▶ [What is expected] Could you please find each line in the records that contains the word "ScriptError" and copy it?

▶ [Data for analysis]
□ □ □ □ □ □ □
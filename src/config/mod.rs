// Configuration loading: defaults, optional file, environment

mod models;

pub use models::*;

use crate::error::{Result, ShimError};
use config::{Config, Environment, File};
use std::path::PathBuf;

impl AppConfig {
    /// Load configuration from multiple sources with precedence:
    /// 1. Environment variables (highest)
    /// 2. Config file
    /// 3. Defaults (lowest)
    pub fn load() -> Result<Self> {
        Self::load_from(&Self::default_config_path())
    }

    /// Same as [`AppConfig::load`] with an explicit config file path.
    pub fn load_from(path: &str) -> Result<Self> {
        let config = Config::builder()
            .add_source(Config::try_from(&Self::default())?)
            .add_source(File::with_name(path).required(false))
            // EXAMPRO_UPSTREAM__BASE_URL -> upstream.base_url
            .add_source(
                Environment::with_prefix("EXAMPRO")
                    .prefix_separator("_")
                    .separator("__")
                    .list_separator(",")
                    .with_list_parse_key("cache.assets")
                    .try_parsing(true),
            )
            .build()
            .map_err(|e| ShimError::Config(e.to_string()))?;

        config
            .try_deserialize()
            .map_err(|e| ShimError::Config(e.to_string()))
    }

    /// Bind address for the HTTP server.
    pub fn bind_address(&self) -> String {
        format!("{}:{}", self.server.host, self.server.port)
    }

    fn default_config_path() -> String {
        dirs::home_dir()
            .unwrap_or_else(|| PathBuf::from("."))
            .join(".exampro")
            .join("config.toml")
            .to_string_lossy()
            .to_string()
    }
}

#[cfg(test)]
mod tests {
    use super::*;
    use std::io::Write;

    #[test]
    fn test_defaults() {
        let config = AppConfig::default();
        assert_eq!(config.cache.version, "exampro-cache-v1");
        assert_eq!(config.cache.assets, vec!["/", "/index.html"]);
        assert!(config.cache.dir.ends_with("exampro"));
        assert_eq!(config.grader.equality, EqualityMode::Structural);
        assert_eq!(config.bind_address(), "127.0.0.1:8080");
    }

    #[test]
    fn test_file_overrides_defaults() {
        let mut file = tempfile::Builder::new().suffix(".toml").tempfile().unwrap();
        writeln!(
            file,
            "[cache]\nversion = \"exampro-cache-v2\"\n\n[grader]\nequality = \"canonical\"\n"
        )
        .unwrap();

        let config = AppConfig::load_from(file.path().to_str().unwrap()).unwrap();
        assert_eq!(config.cache.version, "exampro-cache-v2");
        assert_eq!(config.grader.equality, EqualityMode::Canonical);
        // Untouched sections keep their defaults.
        assert_eq!(config.server.port, 8080);
    }

    #[test]
    fn test_missing_file_is_not_an_error() {
        let config = AppConfig::load_from("/nonexistent/exampro/config.toml").unwrap();
        assert_eq!(config.upstream.base_url, "http://127.0.0.1:5173");
    }
}
//! Tree-walking evaluator for parsed scripts.
//!
//! Scopes form a parent chain of `Rc<Scope>`; closures hold on to the scope
//! they were created in. All code runs with strict-mode semantics: writes
//! to undeclared names and to `const` bindings throw.

use super::ast::*;
use super::builtins;
use super::error::ScriptError;
use super::value::{
    as_index, chars_of, check_array_length, check_string_length, Function, Heap, PropertyMap, Value,
};
use std::cell::RefCell;
use std::collections::HashMap;
use std::mem;
use std::rc::{Rc, Weak};

/// Deepest script call nesting before a `RangeError` is raised.
pub const MAX_CALL_DEPTH: usize = 3_000;

type EvalResult<T> = Result<T, ScriptError>;

struct Binding {
    value: Value,
    mutable: bool,
    initialized: bool,
}

/// One lexical environment.
pub struct Scope {
    bindings: RefCell<HashMap<Rc<str>, Binding>>,
    parent: Option<Rc<Scope>>,
    /// Function (or global) scopes receive `var` declarations and own `this`.
    this: Option<Value>,
}

impl Scope {
    fn new(parent: Option<Rc<Scope>>, this: Option<Value>) -> Self {
        Self {
            bindings: RefCell::new(HashMap::new()),
            parent,
            this,
        }
    }

    fn is_function_scope(&self) -> bool {
        self.this.is_some()
    }

    fn declare(&self, name: Rc<str>, value: Value, mutable: bool, initialized: bool) {
        self.bindings.borrow_mut().insert(
            name,
            Binding {
                value,
                mutable,
                initialized,
            },
        );
    }

    fn has_own(&self, name: &str) -> bool {
        self.bindings.borrow().contains_key(name)
    }

    /// Complete a hoisted `let`/`const` binding when its declaration runs.
    fn initialize(&self, name: &str, value: Value) {
        if let Some(binding) = self.bindings.borrow_mut().get_mut(name) {
            binding.value = value;
            binding.initialized = true;
        }
    }

    fn lookup(&self, name: &str) -> EvalResult<Value> {
        if let Some(binding) = self.bindings.borrow().get(name) {
            if !binding.initialized {
                return Err(ScriptError::reference(format!(
                    "Cannot access '{}' before initialization",
                    name
                )));
            }
            return Ok(binding.value.clone());
        }
        match &self.parent {
            Some(parent) => parent.lookup(name),
            None => Err(ScriptError::reference(format!("{} is not defined", name))),
        }
    }

    fn is_declared(&self, name: &str) -> bool {
        self.has_own(name) || self.parent.as_ref().is_some_and(|p| p.is_declared(name))
    }

    fn assign(&self, name: &str, value: Value) -> EvalResult<()> {
        if let Some(binding) = self.bindings.borrow_mut().get_mut(name) {
            if !binding.initialized {
                return Err(ScriptError::reference(format!(
                    "Cannot access '{}' before initialization",
                    name
                )));
            }
            if !binding.mutable {
                return Err(ScriptError::type_error("Assignment to constant variable."));
            }
            binding.value = value;
            return Ok(());
        }
        match &self.parent {
            Some(parent) => parent.assign(name, value),
            None => Err(ScriptError::reference(format!("{} is not defined", name))),
        }
    }

    fn this_value(&self) -> Value {
        match (&self.this, &self.parent) {
            (Some(this), _) => this.clone(),
            (None, Some(parent)) => parent.this_value(),
            (None, None) => Value::Undefined,
        }
    }

    fn var_scope(self: &Rc<Self>) -> Rc<Scope> {
        let mut scope = self.clone();
        while !scope.is_function_scope() {
            match &scope.parent {
                Some(parent) => scope = parent.clone(),
                None => break,
            }
        }
        scope
    }

    fn clear(&self) {
        let bindings = mem::take(&mut *self.bindings.borrow_mut());
        drop(bindings);
    }

    /// Empties the scope, handing back the bound values.
    pub(crate) fn take_values(&self) -> Vec<Value> {
        match self.bindings.try_borrow_mut() {
            Ok(mut bindings) => bindings.drain().map(|(_, binding)| binding.value).collect(),
            Err(_) => Vec::new(),
        }
    }
}

/// Control-flow outcome of executing a statement.
enum Completion {
    Normal,
    Return(Value),
    Break,
    Continue,
}

#[derive(Clone, Copy)]
enum BindMode {
    Declare(DeclKind),
    Param,
    Assign,
}
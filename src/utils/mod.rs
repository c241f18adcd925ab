//! Cross-cutting helpers.
//!
//! - `logging`: tracing subscriber initialization from [`LoggingConfig`](crate::config::LoggingConfig).

pub mod logging;
/// Registry of named caches. One of them is the current version; the
/// others are leftovers from earlier deployments until activation
/// deletes them.
///
/// A store opened with [`CacheStore::open_dir`] keeps each version in its
/// own directory, so versions and their entries survive a restart.
#[derive(Default)]
pub struct CacheStore {
    caches: RwLock<BTreeMap<String, Arc<Cache>>>,
    root: Option<PathBuf>,
}

impl CacheStore {
    /// A store that lives only in memory.
    pub fn new() -> Self {
        Self::default()
    }

    /// A store persisted under `root`, loading every version already there.
    pub async fn open_dir(root: impl Into<PathBuf>) -> Result<Self> {
        let root = root.into();
        fs::create_dir_all(&root).await?;

        let mut caches = BTreeMap::new();
        let mut dirs = fs::read_dir(&root).await?;
        while let Some(entry) = dirs.next_entry().await? {
            if !entry.file_type().await?.is_dir() {
                continue;
            }
            match Cache::load(entry.path()).await {
                Ok(cache) => {
                    let entries = cache.len().await;
                    debug!("Loaded cache {} ({} entries)", cache.name, entries);
                    caches.insert(cache.name.clone(), Arc::new(cache));
                }
                Err(e) => {
                    warn!("Discarding unreadable cache at {}: {}", entry.path().display(), e);
                    fs::remove_dir_all(entry.path()).await?;
                }
            }
        }

        info!("Cache storage at {} ({} versions)", root.display(), caches.len());
        Ok(Self {
            caches: RwLock::new(caches),
            root: Some(root),
        })
    }

    /// Open the cache called `name`, creating it if absent.
    pub async fn open(&self, name: &str) -> Result<Arc<Cache>> {
        if let Some(cache) = self.caches.read().await.get(name) {
            return Ok(cache.clone());
        }
        let mut caches = self.caches.write().await;
        if let Some(cache) = caches.get(name) {
            return Ok(cache.clone());
        }

        debug!("Creating cache {}", name);
        let cache = match &self.root {
            Some(root) => Cache::create(name, free_dir(root, name).await?).await?,
            None => Cache::in_memory(name),
        };
        let cache = Arc::new(cache);
        caches.insert(name.to_string(), cache.clone());
        Ok(cache)
    }

    /// The cache called `name`, without creating it.
    pub async fn get(&self, name: &str) -> Option<Arc<Cache>> {
        self.caches.read().await.get(name).cloned()
    }

    pub async fn has(&self, name: &str) -> bool {
        self.caches.read().await.contains_key(name)
    }

    /// Remove a cache and all its entries. Returns whether it existed.
    pub async fn delete(&self, name: &str) -> Result<bool> {
        let Some(cache) = self.caches.write().await.remove(name) else {
            return Ok(false);
        };
        if let Some(dir) = &cache.dir {
            fs::remove_dir_all(dir).await?;
        }
        Ok(true)
    }

    /// Names of every cache, in sorted order.
    pub async fn keys(&self) -> Vec<String> {
        self.caches.read().await.keys().cloned().collect()
    }
}

/// Directory for a cache name. Characters outside a portable set are
/// replaced; the real name is kept in the manifest.
fn dir_name(name: &str) -> String {
    name.chars()
        .map(|c| if c.is_ascii_alphanumeric() || matches!(c, '-' | '_' | '.') { c } else { '_' })
        .collect::<String>()
        .trim_start_matches('.')
        .to_string()
}
// Network access for cache misses and pass-through requests

use crate::cache::models::{AssetRequest, AssetResponse};
use crate::config::UpstreamConfig;
use crate::error::{Result, ShimError};
use async_trait::async_trait;
use reqwest::Client;
use std::time::Duration;
use tracing::debug;

/// Headers that describe a single connection and are never forwarded.
const HOP_BY_HOP: &[&str] = &[
    "connection",
    "keep-alive",
    "proxy-connection",
    "transfer-encoding",
    "te",
    "trailer",
    "upgrade",
    "host",
    "content-length",
];

fn is_forwardable(name: &str) -> bool {
    !HOP_BY_HOP.iter().any(|h| name.eq_ignore_ascii_case(h))
}

/// Source of responses the cache does not have.
///
/// `Err` means no response arrived at all (connection refused, timeout);
/// an error status from the origin is still `Ok`.
#[async_trait]
pub trait Network: Send + Sync {
    async fn fetch(&self, request: &AssetRequest) -> Result<AssetResponse>;
}

/// Forwards requests to the configured origin.
pub struct UpstreamClient {
    http_client: Client,
    base_url: String,
}

impl UpstreamClient {
    pub fn new(config: &UpstreamConfig) -> Result<Self> {
        let http_client = Client::builder()
            .timeout(Duration::from_secs(config.timeout_seconds))
            .connect_timeout(Duration::from_secs(10))
            .pool_max_idle_per_host(10)
            .pool_idle_timeout(Duration::from_secs(90))
            .tcp_nodelay(true)
            .use_rustls_tls()
            .build()
            .map_err(|e| ShimError::Internal(format!("Failed to create HTTP client: {}", e)))?;

        Ok(Self {
            http_client,
            base_url: config.base_url.trim_end_matches('/').to_string(),
        })
    }

    pub fn base_url(&self) -> &str {
        &self.base_url
    }
}

#[async_trait]
impl Network for UpstreamClient {
    async fn fetch(&self, request: &AssetRequest) -> Result<AssetResponse> {
        let url = format!("{}{}", self.base_url, request.path);
        debug!("Forwarding {} {}", request.method, url);

        let mut builder = self.http_client.request(request.method.clone(), &url);
        for (name, value) in request.headers.iter() {
            if is_forwardable(name.as_str()) {
                builder = builder.header(name, value);
            }
        }
        if !request.body.is_empty() {
            builder = builder.body(request.body.clone());
        }

        let response = builder.send().await?;
        let status = response.status().as_u16();
        let headers = response
            .headers()
            .iter()
            .filter(|(name, _)| is_forwardable(name.as_str()))
            .filter_map(|(name, value)| {
                value
                    .to_str()
                    .ok()
                    .map(|v| (name.as_str().to_string(), v.to_string()))
            })
            .collect();
        let body = response.bytes().await?;

        Ok(AssetResponse {
            status,
            headers,
            body,
        })
    }
}

#[cfg(test)]
mod tests {
    use super::*;

    #[test]
    fn test_hop_by_hop_filtering() {
        assert!(!is_forwardable("Connection"));
        assert!(!is_forwardable("transfer-encoding"));
        assert!(is_forwardable("content-type"));
        assert!(is_forwardable("cache-control"));
    }

    #[tokio::test]
    async fn test_fetch_from_origin() {
        let mut server = mockito::Server::new_async().await;
        let mock = server
            .mock("GET", "/index.html?v=1")
            .with_status(200)
            .with_header("content-type", "text/html")
            .with_body("<html></html>")
            .create_async()
            .await;

        let client = UpstreamClient::new(&UpstreamConfig {
            base_url: format!("{}/", server.url()),
            timeout_seconds: 5,
        })
        .unwrap();

        let response = client.fetch(&AssetRequest::get("/index.html?v=1")).await.unwrap();
        assert_eq!(response.status, 200);
        assert_eq!(response.header("Content-Type"), Some("text/html"));
        assert_eq!(response.body, "<html></html>");
        mock.assert_async().await;
    }

    #[tokio::test]
    async fn test_error_status_is_still_a_response() {
        let mut server = mockito::Server::new_async().await;
        server.mock("GET", "/missing").with_status(404).create_async().await;

        let client = UpstreamClient::new(&UpstreamConfig {
            base_url: server.url(),
            timeout_seconds: 5,
        })
        .unwrap();

        let response = client.fetch(&AssetRequest::get("/missing")).await.unwrap();
        assert_eq!(response.status, 404);
    }

    #[tokio::test]
    async fn test_connection_failure_is_an_error() {
        // Port 9 (discard) is not listening on loopback in test environments.
        let client = UpstreamClient::new(&UpstreamConfig {
            base_url: "http://127.0.0.1:9".to_string(),
            timeout_seconds: 2,
        })
        .unwrap();

        assert!(client.fetch(&AssetRequest::get("/")).await.is_err());
    }
}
□ □ □ □ □ □ □
▶ [Response area]
use super::error::ScriptError;
type EvalResult<T> = Result<T, ScriptError>;
                return Err(ScriptError::reference(format!(
            None => Err(ScriptError::reference(format!("{} is not defined", name))),
                return Err(ScriptError::reference(format!(
                return Err(ScriptError::type_error("Assignment to constant variable."));
            None => Err(ScriptError::reference(format!("{} is not defined", name))),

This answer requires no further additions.